In step 309, the processing unit determines whether the detected level of the battery is less than a third threshold (threshold C). The third threshold may be a very low level, for example, 1%, and even may be a value near 0.
When the level of the battery is less than the third threshold, the process jumps to step 313, in which the processing unit controls the power supplying module not to supply power for the vehicle lamp, thereby the lighting is not provided; or the vehicle lamp is kept in an off-working state. That is, when the battery is about to run out of power, power supplying for the light-emitting device is stopped. In addition, when the battery runs out completely, neither the control module nor the vehicle lamp will work.
When the level of the battery is not less than the third threshold, the process proceeds to step 310, in which the processing unit continues to determine whether the level of the battery is less than a fourth threshold (threshold D). In an exemplary embodiment, the fourth threshold may be a relatively low battery level, for example, 10%-30%.
When the level of the battery is not less than the fourth threshold, the process proceeds to step 312, in which the processing unit permits the power supplying module to supply power for the vehicle lamp, thereby the lighting is provided, or the vehicle lamp is kept in a working state.
When the level of the battery is less than the fourth threshold, then in step 311, the processing unit controls the power supplying module to intermittently supply power for the vehicle lamp, thereby entering a flickering light-emitting mode.

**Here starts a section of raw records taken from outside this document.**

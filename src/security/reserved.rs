//! IANA/IETF reserved address detection.
//!
//! The validation server refuses to connect to any address that is not
//! routable on the public internet, so an A/AAAA record pointing into one of
//! these blocks is always fatal for HTTP-01.

use std::net::IpAddr;
use std::sync::LazyLock;

use ipnetwork::IpNetwork;

/// Non-globally-routable blocks. IPv4-mapped addresses (`::ffff:0:0/96`)
/// are judged by the IPv4 blocks.
const RESERVED_CIDRS: &[&str] = &[
    "0.0.0.0/8",
    "10.0.0.0/8",
    "100.64.0.0/10",
    "127.0.0.0/8",
    "169.254.0.0/16",
    "172.16.0.0/12",
    "192.0.0.0/24",
    "192.0.2.0/24",
    "192.88.99.0/24",
    "192.168.0.0/16",
    "198.18.0.0/15",
    "198.51.100.0/24",
    "203.0.113.0/24",
    "224.0.0.0/4",
    "240.0.0.0/4",
    "255.255.255.255/32",
    "::/128",
    "::1/128",
    "64:ff9b::/96",
    "100::/64",
    "2001::/32",
    "2001:10::/28",
    "2001:20::/28",
    "2001:db8::/32",
    "2002::/16",
    "fc00::/7",
    "fe80::/10",
    "ff00::/8",
];

static RESERVED_NETWORKS: LazyLock<Vec<IpNetwork>> = LazyLock::new(|| {
    RESERVED_CIDRS
        .iter()
        .filter_map(|cidr| cidr.parse::<IpNetwork>().ok())
        .collect()
});

/// Reports whether `ip` lies in any reserved block.
///
/// # Examples
///
/// ```
/// use acme_precheck::is_address_reserved;
///
/// assert!(is_address_reserved("10.1.2.3".parse().unwrap()));
/// assert!(!is_address_reserved("93.184.216.34".parse().unwrap()));
/// ```
pub fn is_address_reserved(ip: IpAddr) -> bool {
    let ip = match ip {
        IpAddr::V6(v6) => v6.to_ipv4_mapped().map(IpAddr::V4).unwrap_or(ip),
        v4 => v4,
    };
    RESERVED_NETWORKS.iter().any(|network| network.contains(ip))
}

It should be noted that the order of the step related with light intensity detection, step related with vibration detection and step related with battery level detection may be changed with each other, as long as the condition of turning on the vehicle lamp is that light intensity of an environment is less than a preset threshold and vibration of the vehicle is greater than a preset threshold, that is, the vehicle is in a weak light condition and in a use state, or as long as the condition of turning on the vehicle lamp is that light intensity of an environment is less than a preset threshold, vibration of the vehicle is greater than a preset threshold and the level of the battery is greater than a preset level.
Optionally, before starting the above detection steps, the method may further include steps 301-302.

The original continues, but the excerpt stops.